Her graduate work converged with her government work. Opportunities to create change emerged—in her dissertation and with international collaborators.

In the past year, since she began working on state education policy, the work informed her doctoral study and vice versa. She believes foundational change could profoundly impact the state’s 5 million students and, eventually, students nationwide, in all 36 states. 

She surveyed Nigerian teachers about their interest in taking new approaches to teaching math and science as part of her STEM education dissertation research that she is developing with her advisor Noemi Waight, associate professor of learning and instruction. “I have data now saying that this is what they realize and what they want,” said Salau.

To help her research, one of her science education professors, Joseph Engemann, PhD ’00, connected her with the Smithsonian Institution’s Science Education Center. It sponsored virtual training for 10 teachers and policymakers in Lagos last year.

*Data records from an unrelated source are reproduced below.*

// Copyright (C) 2025 Vince Vasta
// SPDX-License-Identifier: Apache-2.0

//! Bot strategies.
use log::debug;
use rand::{Rng, SeedableRng, rngs::StdRng};

use showdown_core::{
    action::{ActionRequest, ActionSource, PlayerAction},
    error::ActionError,
    event::TableSnapshot,
    poker::PlayerCards,
};

/// A bot that never folds if it can stay in the hand.
#[derive(Debug, Default, Clone, Copy)]
pub struct AlwaysCallOrCheck;

impl ActionSource for AlwaysCallOrCheck {
    fn next_action(&mut self, req: &ActionRequest, _table: &TableSnapshot) -> PlayerAction {
        if req.can_call() {
            PlayerAction::Call
        } else if req.can_check() {
            PlayerAction::Check
        } else {
            PlayerAction::Fold
        }
    }
}

/// A bot that raises pocket pairs preflop and sometimes folds.
#[derive(Debug, Clone)]
pub struct RandomBot {
    rng: StdRng,
    fold_probability: f64,
    raise_probability: f64,
}

impl RandomBot {
    /// Creates a bot seeded from the OS.
    pub fn new() -> Self {
        Self::with_rng(StdRng::from_os_rng())
    }

    /// Creates a bot with a reproducible seed.
    pub fn with_seed(seed: u64) -> Self {
        Self::with_rng(StdRng::seed_from_u64(seed))
    }

    fn with_rng(rng: StdRng) -> Self {
        Self {
            rng,
            fold_probability: 0.1,
            raise_probability: 0.8,
        }
    }
}

impl Default for RandomBot {
    fn default() -> Self {
        Self::new()
    }
}

impl ActionSource for RandomBot {
    fn next_action(&mut self, req: &ActionRequest, table: &TableSnapshot) -> PlayerAction {
        // Some randomness.
        let p = self.rng.random::<f64>();

        let pocket_pair = table.players.get(req.seat).is_some_and(|player| {
            matches!(player.hole_cards, PlayerCards::Cards(c1, c2) if c1.rank() == c2.rank())
        });

        // Raise preflop with a pair if nobody raised yet.
        if pocket_pair
            && table.board.is_empty()
            && req.can_bet()
            && req.min_bet <= req.big_blind
            && p < self.raise_probability
        {
            let amount = (req.min_bet + req.big_blind).min(req.max_bet());
            return PlayerAction::Bet(amount);
        }

        if p > 1.0 - self.fold_probability && !req.can_check() {
            PlayerAction::Fold
        } else if req.can_call() {
            PlayerAction::Call
        } else if req.can_check() {
            PlayerAction::Check
        } else {
            PlayerAction::Fold
        }
    }

    fn rejected(&mut self, req: &ActionRequest, err: &ActionError) {
        debug!("Bot {} action rejected: {err}", req.name);
    }
}

#[cfg(test)]
mod tests {
    use super::*;
    use showdown_core::{
        action::ActionKind,
        betting::Stage,
        event::PlayerSnapshot,
        player::LastAction,
        poker::{Card, Chips, Rank, Suit},
    };

    fn request(actions: Vec<ActionKind>, min_bet: u32) -> ActionRequest {
        ActionRequest {
            seat: 0,
            name: "Bot".to_string(),
            chips: Chips::new(1_000),
            bet: Chips::ZERO,
            to_call: Chips::new(min_bet),
            min_bet: Chips::new(min_bet),
            min_raise: Chips::new(20),
            big_blind: Chips::new(20),
            actions,
        }
    }

    fn snapshot(hole_cards: PlayerCards) -> TableSnapshot {
        TableSnapshot {
            stage: Stage::Preflop,
            dealer: 1,
            board: Vec::new(),
            pot: Chips::new(30),
            players: vec![PlayerSnapshot {
                name: "Bot".to_string(),
                chips: Chips::new(1_000),
                bet: Chips::ZERO,
                folded: false,
                all_in: false,
                action: LastAction::None,
                hole_cards,
                has_button: false,
            }],
        }
    }

    #[test]
    fn always_call_or_check() {
        let table = snapshot(PlayerCards::None);
        let mut bot = AlwaysCallOrCheck;

        let req = request(vec![ActionKind::Fold, ActionKind::Call, ActionKind::Bet], 20);
        assert_eq!(bot.next_action(&req, &table), PlayerAction::Call);

        let req = request(vec![ActionKind::Fold, ActionKind::Check], 0);
        assert_eq!(bot.next_action(&req, &table), PlayerAction::Check);

        let req = request(vec![ActionKind::Fold], 20);
        assert_eq!(bot.next_action(&req, &table), PlayerAction::Fold);
    }

    #[test]
    fn random_bot_raises_pairs() {
        let pair = PlayerCards::Cards(
            Card::new(Rank::Queen, Suit::Hearts),
            Card::new(Rank::Queen, Suit::Spades),
        );
        let table = snapshot(pair);
        let req = request(vec![ActionKind::Fold, ActionKind::Call, ActionKind::Bet], 20);

        let mut bot = RandomBot::with_seed(3);
        let actions = (0..200)
            .map(|_| bot.next_action(&req, &table))
            .collect::<Vec<_>>();

        assert!(actions.contains(&PlayerAction::Bet(Chips::new(40))));
        assert!(
            actions
                .iter()
                .all(|a| matches!(a, PlayerAction::Bet(_) | PlayerAction::Call | PlayerAction::Fold))
        );
    }

    #[test]
    fn random_bot_never_folds_a_check() {
        let table = snapshot(PlayerCards::None);
        let req = request(vec![ActionKind::Fold, ActionKind::Check], 0);

        let mut bot = RandomBot::with_seed(11);
        for _ in 0..200 {
            assert_eq!(bot.next_action(&req, &table), PlayerAction::Check);
        }
    }
}
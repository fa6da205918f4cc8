// Copyright (C) 2025 Vince Vasta
// SPDX-License-Identifier: Apache-2.0

//! Showdown Poker hand evaluator.
//!
//! Poker hand evaluator for 5, 6 and 7 cards hands. The evaluator searches all
//! the 5-cards subsets of a hand and returns the best one as a [RankedHand], a
//! hand category with the rank values used to break ties:
//!
//! ```
//! # use showdown_eval::*;
//! let cards = [
//!     Card::new(Rank::Five, Suit::Clubs),
//!     Card::new(Rank::Five, Suit::Diamonds),
//!     Card::new(Rank::Five, Suit::Hearts),
//!     Card::new(Rank::Nine, Suit::Spades),
//!     Card::new(Rank::Nine, Suit::Clubs),
//!     Card::new(Rank::Deuce, Suit::Hearts),
//!     Card::new(Rank::Trey, Suit::Diamonds),
//! ];
//!
//! let hand = best_hand(&cards).unwrap();
//! assert_eq!(hand.category(), HandCategory::FullHouse);
//! assert_eq!(hand.ranks(), [5, 5, 5, 9, 9]);
//! ```
#![warn(clippy::all, rust_2018_idioms, missing_docs)]
pub mod eval;
pub use eval::{EvalError, HandCategory, RankedHand, best_hand, classify};

// Reexport cards types.
pub use showdown_cards::{Card, Deck, Rank, Suit};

Then this spring, she won a place on its inaugural committee, “STEM Education for Sustainable Development and Network for Emergent Socioscientific Thinking,” an international panel collecting new ideas.

Engemann sees promise, for education on both sides of the Atlantic, in Salau’s efforts. “We agree that even in Canada and the U.S., there is poor development of practical work skills in science ... So many teachers lack the instructional capacity,” said Engemann, an adjunct GSE professor. “She is an amazing advocate for excellence in science teaching.”

Once Salau finishes her PhD, they plan to continue to work together to research and publish ideas for improving STEM education, and opportunity, for students. “We need to make them become people who solve their own problems and create and think critically,” said Salau. “I want to see problem-solving. And, I want to see critical thinking become something of the norm.”